Every line of the data below is to be written out again exactly.

[Stored data]
== Segment start ==

//! Result batches and the metadata carried through every component

use std::collections::{BTreeMap, BTreeSet};
use std::ops::AddAssign;

use serde::{Deserialize, Serialize};
use serde_json::Value;

/// Per-partition execution metrics. All fields are additive; counters
/// saturate at `u64::MAX`.
#[derive(Debug, Clone, Default, PartialEq, Serialize, Deserialize)]
#[serde(default)]
pub struct QueryMetrics {
    /// Documents read by the partition
    pub retrieved_document_count: u64,
    /// Bytes of documents read by the partition
    pub retrieved_document_size: u64,
    /// Documents emitted by the partition
    pub output_document_count: u64,
    /// Documents served from the index
    pub index_hit_document_count: u64,
    /// Server-side execution time in milliseconds
    pub total_execution_time_ms: f64,
}

impl AddAssign<&QueryMetrics> for QueryMetrics {
    fn add_assign(&mut self, other: &QueryMetrics) {
        self.retrieved_document_count = self
            .retrieved_document_count
            .saturating_add(other.retrieved_document_count);
        self.retrieved_document_size = self
            .retrieved_document_size
            .saturating_add(other.retrieved_document_size);
        self.output_document_count = self
            .output_document_count
            .saturating_add(other.output_document_count);
        self.index_hit_document_count = self
            .index_hit_document_count
            .saturating_add(other.index_hit_document_count);
        self.total_execution_time_ms += other.total_execution_time_ms;
    }
}

/// Add every partition's metrics from `from` into `into`
pub fn merge_query_metrics(
    into: &mut BTreeMap<String, QueryMetrics>,
    from: &BTreeMap<String, QueryMetrics>,
) {
    for (partition_id, metrics) in from {
        *into.entry(partition_id.clone()).or_default() += metrics;
    }
}

/// One batch of results with its response metadata
#[derive(Debug, Clone, Default, PartialEq, Serialize, Deserialize)]
pub struct ResultBatch {
    /// Items in result order
    pub items: Vec<Value>,
    /// Accumulated request charge
    #[serde(default)]
    pub request_charge: f64,
    /// Accumulated response size in bytes
    #[serde(default)]
    pub response_length_bytes: u64,
    /// Metrics keyed by partition id
    #[serde(default)]
    pub query_metrics: BTreeMap<String, QueryMetrics>,
    /// Replicas contacted while producing the batch
    #[serde(default)]
    pub contacted_replicas: BTreeSet<String>,
    /// Continuation to resume after this batch; `None` once the query is done
    #[serde(default)]
    pub continuation: Option<String>,
    /// The continuation was deliberately withheld and must not be replaced
    #[serde(default)]
    pub disallow_continuation: bool,
}

impl ResultBatch {
    /// A batch with `items` and no metadata
    pub fn new(items: Vec<Value>) -> Self {
        Self {
            items,
            ..Self::default()
        }
    }

    /// A batch with no items and no metadata
    pub fn empty() -> Self {
        Self::default()
    }

    /// Number of items
    pub fn len(&self) -> usize {
        self.items.len()
    }

    /// Returns true if the batch has no items
    pub fn is_empty(&self) -> bool {
        self.items.is_empty()
    }

    /// Fold `other`'s charge, size, metrics and replicas into this batch.
    /// Items and continuation are left alone.
    pub fn absorb_metadata(&mut self, other: &ResultBatch) {
        self.request_charge += other.request_charge;
        self.response_length_bytes = self
            .response_length_bytes
            .saturating_add(other.response_length_bytes);
        merge_query_metrics(&mut self.query_metrics, &other.query_metrics);
        self.contacted_replicas
            .extend(other.contacted_replicas.iter().cloned());
    }
}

== Segment end ==

* Solution
//! Result batches and the metadata carried through every component

use std::collections::{BTreeMap, BTreeSet};
use std::ops::AddAssign;

use serde::{Deserialize, Serialize};
use serde_json::Value;

/// Per-partition execution metrics. All fields are additive; counters
/// saturate at `u64::MAX`.
#[derive(Debug, Clone, Default, PartialEq, Serialize, Deserialize)]
#[serde(default)]
pub struct QueryMetrics {
    /// Documents read by the partition
    pub retrieved_document_count: u64,
    /// Bytes of documents read by the partition
    pub retrieved_document_size: u64,
    /// Documents emitted by the partition
    pub output_document_count: u64,
    /// Documents served from the index
    pub index_hit_document_count: u64,
    /// Server-side execution time in milliseconds
    pub total_execution_time_ms: f64,
}

impl AddAssign<&QueryMetrics> for QueryMetrics {
    fn add_assign(&mut self, other: &QueryMetrics) {
        self.retrieved_document_count = self
            .retrieved_document_count
            .saturating_add(other.retrieved_document_count);
        self.retrieved_document_size = self
            .retrieved_document_size
            .saturating_add(other.retrieved_document_size);
        self.output_document_count = self
            .output_document_count
            .saturating_add(other.output_document_count);
        self.index_hit_document_count = self
            .index_hit_document_count
            .saturating_add(other.index_hit_document_count);
        self.total_execution_time_ms += other.total_execution_time_ms;
    }
}

/// Add every partition's metrics from `from` into `into`
pub fn merge_query_metrics(
    into: &mut BTreeMap<String, QueryMetrics>,
    from: &BTreeMap<String, QueryMetrics>,
) {
    for (partition_id, metrics) in from {
        *into.entry(partition_id.clone()).or_default() += metrics;
    }
}

/// One batch of results with its response metadata
#[derive(Debug, Clone, Default, PartialEq, Serialize, Deserialize)]
pub struct ResultBatch {
    /// Items in result order
    pub items: Vec<Value>,
    /// Accumulated request charge
    #[serde(default)]
    pub request_charge: f64,
    /// Accumulated response size in bytes
    #[serde(default)]
    pub response_length_bytes: u64,
    /// Metrics keyed by partition id
    #[serde(default)]
    pub query_metrics: BTreeMap<String, QueryMetrics>,
    /// Replicas contacted while producing the batch
    #[serde(default)]
    pub contacted_replicas: BTreeSet<String>,
    /// Continuation to resume after this batch; `None` once the query is done
    #[serde(default)]
    pub continuation: Option<String>,
    /// The continuation was deliberately withheld and must not be replaced
    #[serde(default)]
    pub disallow_continuation: bool,
}

impl ResultBatch {
    /// A batch with `items` and no metadata
    pub fn new(items: Vec<Value>) -> Self {
        Self {
            items,
            ..Self::default()
        }
    }

    /// A batch with no items and no metadata
    pub fn empty() -> Self {
        Self::default()
    }

    /// Number of items
    pub fn len(&self) -> usize {
        self.items.len()
    }

    /// Returns true if the batch has no items
    pub fn is_empty(&self) -> bool {
        self.items.is_empty()
    }

    /// Fold `other`'s charge, size, metrics and replicas into this batch.
    /// Items and continuation are left alone.
    pub fn absorb_metadata(&mut self, other: &ResultBatch) {
        self.request_charge += other.request_charge;
        self.response_length_bytes = self
            .response_length_bytes
            .saturating_add(other.response_length_bytes);
        merge_query_metrics(&mut self.query_metrics, &other.query_metrics);
        self.contacted_replicas
            .extend(other.contacted_replicas.iter().cloned());
    }
}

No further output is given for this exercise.